#### [Task description]
Identify every line in the records below that contains the word "insert", and copy each of those lines.

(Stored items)

.....

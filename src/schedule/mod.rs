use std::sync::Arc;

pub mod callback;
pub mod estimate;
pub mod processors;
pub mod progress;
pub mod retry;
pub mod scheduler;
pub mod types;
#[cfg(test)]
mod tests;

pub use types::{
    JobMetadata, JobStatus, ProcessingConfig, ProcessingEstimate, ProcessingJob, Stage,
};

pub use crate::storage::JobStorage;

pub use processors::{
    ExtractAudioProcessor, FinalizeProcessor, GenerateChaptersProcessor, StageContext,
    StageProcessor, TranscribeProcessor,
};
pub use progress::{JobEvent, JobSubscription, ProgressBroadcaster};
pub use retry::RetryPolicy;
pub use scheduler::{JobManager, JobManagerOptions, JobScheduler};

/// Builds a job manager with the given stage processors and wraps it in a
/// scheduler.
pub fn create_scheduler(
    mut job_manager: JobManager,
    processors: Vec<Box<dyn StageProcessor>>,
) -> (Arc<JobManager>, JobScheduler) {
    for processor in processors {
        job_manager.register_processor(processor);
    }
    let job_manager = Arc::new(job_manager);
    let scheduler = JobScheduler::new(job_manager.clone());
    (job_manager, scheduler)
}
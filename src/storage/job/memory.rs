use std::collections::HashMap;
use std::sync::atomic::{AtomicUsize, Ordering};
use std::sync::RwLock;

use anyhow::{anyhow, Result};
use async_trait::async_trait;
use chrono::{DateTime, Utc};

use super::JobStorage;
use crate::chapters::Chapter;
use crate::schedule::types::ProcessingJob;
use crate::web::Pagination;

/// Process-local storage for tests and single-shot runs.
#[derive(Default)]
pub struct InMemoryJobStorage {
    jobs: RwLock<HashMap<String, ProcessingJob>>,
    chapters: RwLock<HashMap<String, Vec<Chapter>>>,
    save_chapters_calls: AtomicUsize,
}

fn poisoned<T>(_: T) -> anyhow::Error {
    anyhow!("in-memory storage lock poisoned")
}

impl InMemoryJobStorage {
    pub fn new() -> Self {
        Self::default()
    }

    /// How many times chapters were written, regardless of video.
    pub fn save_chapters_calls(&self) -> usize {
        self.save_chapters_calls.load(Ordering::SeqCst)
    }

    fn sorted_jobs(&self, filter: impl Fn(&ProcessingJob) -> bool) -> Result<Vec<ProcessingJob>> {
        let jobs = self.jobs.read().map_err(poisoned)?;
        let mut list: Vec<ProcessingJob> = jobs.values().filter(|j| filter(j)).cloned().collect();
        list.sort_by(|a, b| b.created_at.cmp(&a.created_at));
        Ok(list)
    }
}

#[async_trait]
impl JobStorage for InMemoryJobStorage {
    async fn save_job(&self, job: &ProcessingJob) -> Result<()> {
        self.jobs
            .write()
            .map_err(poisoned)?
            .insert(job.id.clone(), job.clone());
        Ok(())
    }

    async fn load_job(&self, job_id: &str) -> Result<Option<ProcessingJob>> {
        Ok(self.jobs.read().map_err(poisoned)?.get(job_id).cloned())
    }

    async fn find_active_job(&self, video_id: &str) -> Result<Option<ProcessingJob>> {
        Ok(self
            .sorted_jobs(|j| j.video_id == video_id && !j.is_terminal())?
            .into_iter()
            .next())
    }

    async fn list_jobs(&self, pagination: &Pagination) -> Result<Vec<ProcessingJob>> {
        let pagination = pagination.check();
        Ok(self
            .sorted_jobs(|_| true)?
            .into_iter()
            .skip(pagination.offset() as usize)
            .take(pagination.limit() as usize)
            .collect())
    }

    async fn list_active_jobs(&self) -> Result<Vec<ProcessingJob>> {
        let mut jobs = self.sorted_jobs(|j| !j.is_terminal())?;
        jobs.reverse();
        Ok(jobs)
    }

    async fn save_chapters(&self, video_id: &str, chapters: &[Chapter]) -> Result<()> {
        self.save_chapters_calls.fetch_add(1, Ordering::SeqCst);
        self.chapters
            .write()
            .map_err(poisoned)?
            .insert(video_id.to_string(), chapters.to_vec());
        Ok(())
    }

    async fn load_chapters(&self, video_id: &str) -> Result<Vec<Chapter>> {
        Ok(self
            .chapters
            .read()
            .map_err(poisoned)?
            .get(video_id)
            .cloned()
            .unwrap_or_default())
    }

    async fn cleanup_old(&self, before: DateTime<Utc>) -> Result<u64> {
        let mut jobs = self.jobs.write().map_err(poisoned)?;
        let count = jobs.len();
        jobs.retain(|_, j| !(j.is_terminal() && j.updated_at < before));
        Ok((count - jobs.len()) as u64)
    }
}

.....

#### [Solution for this problem]
            .insert(job.id.clone(), job.clone());
            .insert(video_id.to_string(), chapters.to_vec());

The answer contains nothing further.